## TASK DETAILS:
All of the records must be given again exactly.

## RECORD EXCERPTS:
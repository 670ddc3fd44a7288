use serde::ser::{Serialize, SerializeMap, Serializer};

/// Canonical facial-expression coefficient names, in output order.
///
/// Every expression backend emits exactly this set; downstream consumers
/// key on these names.
pub const BLENDSHAPE_NAMES: [&str; 52] = [
    "_neutral",
    "browDownLeft",
    "browDownRight",
    "browInnerUp",
    "browOuterUpLeft",
    "browOuterUpRight",
    "cheekPuff",
    "cheekSquintLeft",
    "cheekSquintRight",
    "eyeBlinkLeft",
    "eyeBlinkRight",
    "eyeLookDownLeft",
    "eyeLookDownRight",
    "eyeLookInLeft",
    "eyeLookInRight",
    "eyeLookOutLeft",
    "eyeLookOutRight",
    "eyeLookUpLeft",
    "eyeLookUpRight",
    "eyeSquintLeft",
    "eyeSquintRight",
    "eyeWideLeft",
    "eyeWideRight",
    "jawForward",
    "jawLeft",
    "jawOpen",
    "jawRight",
    "mouthClose",
    "mouthDimpleLeft",
    "mouthDimpleRight",
    "mouthFrownLeft",
    "mouthFrownRight",
    "mouthFunnel",
    "mouthLeft",
    "mouthLowerDownLeft",
    "mouthLowerDownRight",
    "mouthPressLeft",
    "mouthPressRight",
    "mouthPucker",
    "mouthRight",
    "mouthRollLower",
    "mouthRollUpper",
    "mouthShrugLower",
    "mouthShrugUpper",
    "mouthSmileLeft",
    "mouthSmileRight",
    "mouthStretchLeft",
    "mouthStretchRight",
    "mouthUpperUpLeft",
    "mouthUpperUpRight",
    "noseSneerLeft",
    "noseSneerRight",
];

/// One coefficient per canonical blendshape name, each in [0,1].
///
/// Serializes as a name → value map so the JSON contract is
/// self-describing.
#[derive(Clone, Debug, PartialEq)]
pub struct Blendshapes([f32; 52]);

impl Blendshapes {
    /// Builds a set from raw regressor output.
    ///
    /// Returns `None` unless exactly 52 coefficients are given; values
    /// are clamped into [0,1].
    pub fn from_coefficients(raw: &[f32]) -> Option<Self> {
        if raw.len() != BLENDSHAPE_NAMES.len() {
            return None;
        }
        let mut values = [0.0f32; 52];
        for (slot, v) in values.iter_mut().zip(raw) {
            *slot = v.clamp(0.0, 1.0);
        }
        Some(Self(values))
    }

    pub fn values(&self) -> &[f32; 52] {
        &self.0
    }

    pub fn get(&self, name: &str) -> Option<f32> {
        BLENDSHAPE_NAMES
            .iter()
            .position(|n| *n == name)
            .map(|i| self.0[i])
    }
}

impl Serialize for Blendshapes {
    fn serialize<S: Serializer>(&self, serializer: S) -> Result<S::Ok, S::Error> {
        let mut map = serializer.serialize_map(Some(BLENDSHAPE_NAMES.len()))?;
        for (name, value) in BLENDSHAPE_NAMES.iter().zip(self.0.iter()) {
            map.serialize_entry(name, value)?;
        }
        map.end()
    }
}

#[cfg(test)]
mod tests {
    use super::*;
    use std::collections::HashSet;

    #[test]
    fn test_name_table_has_52_unique_entries() {
        let unique: HashSet<&str> = BLENDSHAPE_NAMES.iter().copied().collect();
        assert_eq!(unique.len(), 52);
    }

    #[test]
    fn test_from_coefficients_rejects_wrong_length() {
        assert!(Blendshapes::from_coefficients(&[0.5; 51]).is_none());
        assert!(Blendshapes::from_coefficients(&[0.5; 53]).is_none());
        assert!(Blendshapes::from_coefficients(&[]).is_none());
    }

    #[test]
    fn test_from_coefficients_clamps_into_unit_interval() {
        let mut raw = [0.5f32; 52];
        raw[0] = -0.3;
        raw[1] = 1.7;
        let bs = Blendshapes::from_coefficients(&raw).unwrap();
        assert_eq!(bs.values()[0], 0.0);
        assert_eq!(bs.values()[1], 1.0);
        assert_eq!(bs.values()[2], 0.5);
    }

    #[test]
    fn test_get_by_name() {
        let mut raw = [0.0f32; 52];
        raw[25] = 0.9; // jawOpen
        let bs = Blendshapes::from_coefficients(&raw).unwrap();
        assert_eq!(bs.get("jawOpen"), Some(0.9));
        assert_eq!(bs.get("_neutral"), Some(0.0));
        assert_eq!(bs.get("notABlendshape"), None);
    }

    #[test]
    fn test_serializes_as_full_name_map() {
        let bs = Blendshapes::from_coefficients(&[0.25; 52]).unwrap();
        let json = serde_json::to_value(&bs).unwrap();
        let obj = json.as_object().unwrap();
        assert_eq!(obj.len(), 52);
        assert_eq!(obj["eyeBlinkLeft"], 0.25);
        assert_eq!(obj["noseSneerRight"], 0.25);
    }
}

## TASK ANSWER:
repository 670ddc3fd44a7288
use serde::ser::{Serialize, SerializeMap, Serializer};

/// Canonical facial-expression coefficient names, in output order.
///
/// Every expression backend emits exactly this set; downstream consumers
/// key on these names.
pub const BLENDSHAPE_NAMES: [&str; 52] = [
    "_neutral",
    "browDownLeft",
    "browDownRight",
    "browInnerUp",
    "browOuterUpLeft",
    "browOuterUpRight",
    "cheekPuff",
    "cheekSquintLeft",
    "cheekSquintRight",
    "eyeBlinkLeft",
    "eyeBlinkRight",
    "eyeLookDownLeft",
    "eyeLookDownRight",
    "eyeLookInLeft",
    "eyeLookInRight",
    "eyeLookOutLeft",
    "eyeLookOutRight",
    "eyeLookUpLeft",
    "eyeLookUpRight",
    "eyeSquintLeft",
    "eyeSquintRight",
    "eyeWideLeft",
    "eyeWideRight",
    "jawForward",
    "jawLeft",
    "jawOpen",
    "jawRight",
    "mouthClose",
    "mouthDimpleLeft",
    "mouthDimpleRight",
    "mouthFrownLeft",
    "mouthFrownRight",
    "mouthFunnel",
    "mouthLeft",
    "mouthLowerDownLeft",
    "mouthLowerDownRight",
    "mouthPressLeft",
    "mouthPressRight",
    "mouthPucker",
    "mouthRight",
    "mouthRollLower",
    "mouthRollUpper",
    "mouthShrugLower",
    "mouthShrugUpper",
    "mouthSmileLeft",
    "mouthSmileRight",
    "mouthStretchLeft",
    "mouthStretchRight",
    "mouthUpperUpLeft",
    "mouthUpperUpRight",
    "noseSneerLeft",
    "noseSneerRight",
];

/// One coefficient per canonical blendshape name, each in [0,1].
///
/// Serializes as a name → value map so the JSON contract is
/// self-describing.
#[derive(Clone, Debug, PartialEq)]
pub struct Blendshapes([f32; 52]);

impl Blendshapes {
    /// Builds a set from raw regressor output.
    ///
    /// Returns `None` unless exactly 52 coefficients are given; values
    /// are clamped into [0,1].
    pub fn from_coefficients(raw: &[f32]) -> Option<Self> {
        if raw.len() != BLENDSHAPE_NAMES.len() {
            return None;
        }
        let mut values = [0.0f32; 52];
        for (slot, v) in values.iter_mut().zip(raw) {
            *slot = v.clamp(0.0, 1.0);
        }
        Some(Self(values))
    }

    pub fn values(&self) -> &[f32; 52] {
        &self.0
    }

    pub fn get(&self, name: &str) -> Option<f32> {
        BLENDSHAPE_NAMES
            .iter()
            .position(|n| *n == name)
            .map(|i| self.0[i])
    }
}

impl Serialize for Blendshapes {
    fn serialize<S: Serializer>(&self, serializer: S) -> Result<S::Ok, S::Error> {
        let mut map = serializer.serialize_map(Some(BLENDSHAPE_NAMES.len()))?;
        for (name, value) in BLENDSHAPE_NAMES.iter().zip(self.0.iter()) {
            map.serialize_entry(name, value)?;
        }
        map.end()
    }
}

#[cfg(test)]
mod tests {
    use super::*;
    use std::collections::HashSet;

    #[test]
    fn test_name_table_has_52_unique_entries() {
        let unique: HashSet<&str> = BLENDSHAPE_NAMES.iter().copied().collect();
        assert_eq!(unique.len(), 52);
    }

    #[test]
    fn test_from_coefficients_rejects_wrong_length() {
        assert!(Blendshapes::from_coefficients(&[0.5; 51]).is_none());
        assert!(Blendshapes::from_coefficients(&[0.5; 53]).is_none());
        assert!(Blendshapes::from_coefficients(&[]).is_none());
    }

    #[test]
    fn test_from_coefficients_clamps_into_unit_interval() {
        let mut raw = [0.5f32; 52];
        raw[0] = -0.3;
        raw[1] = 1.7;
        let bs = Blendshapes::from_coefficients(&raw).unwrap();
        assert_eq!(bs.values()[0], 0.0);
        assert_eq!(bs.values()[1], 1.0);
        assert_eq!(bs.values()[2], 0.5);
    }

    #[test]
    fn test_get_by_name() {
        let mut raw = [0.0f32; 52];
        raw[25] = 0.9; // jawOpen
        let bs = Blendshapes::from_coefficients(&raw).unwrap();
        assert_eq!(bs.get("jawOpen"), Some(0.9));
        assert_eq!(bs.get("_neutral"), Some(0.0));
        assert_eq!(bs.get("notABlendshape"), None);
    }

    #[test]
    fn test_serializes_as_full_name_map() {
        let bs = Blendshapes::from_coefficients(&[0.25; 52]).unwrap();
        let json = serde_json::to_value(&bs).unwrap();
        let obj = json.as_object().unwrap();
        assert_eq!(obj.len(), 52);
        assert_eq!(obj["eyeBlinkLeft"], 0.25);
        assert_eq!(obj["noseSneerRight"], 0.25);
    }
}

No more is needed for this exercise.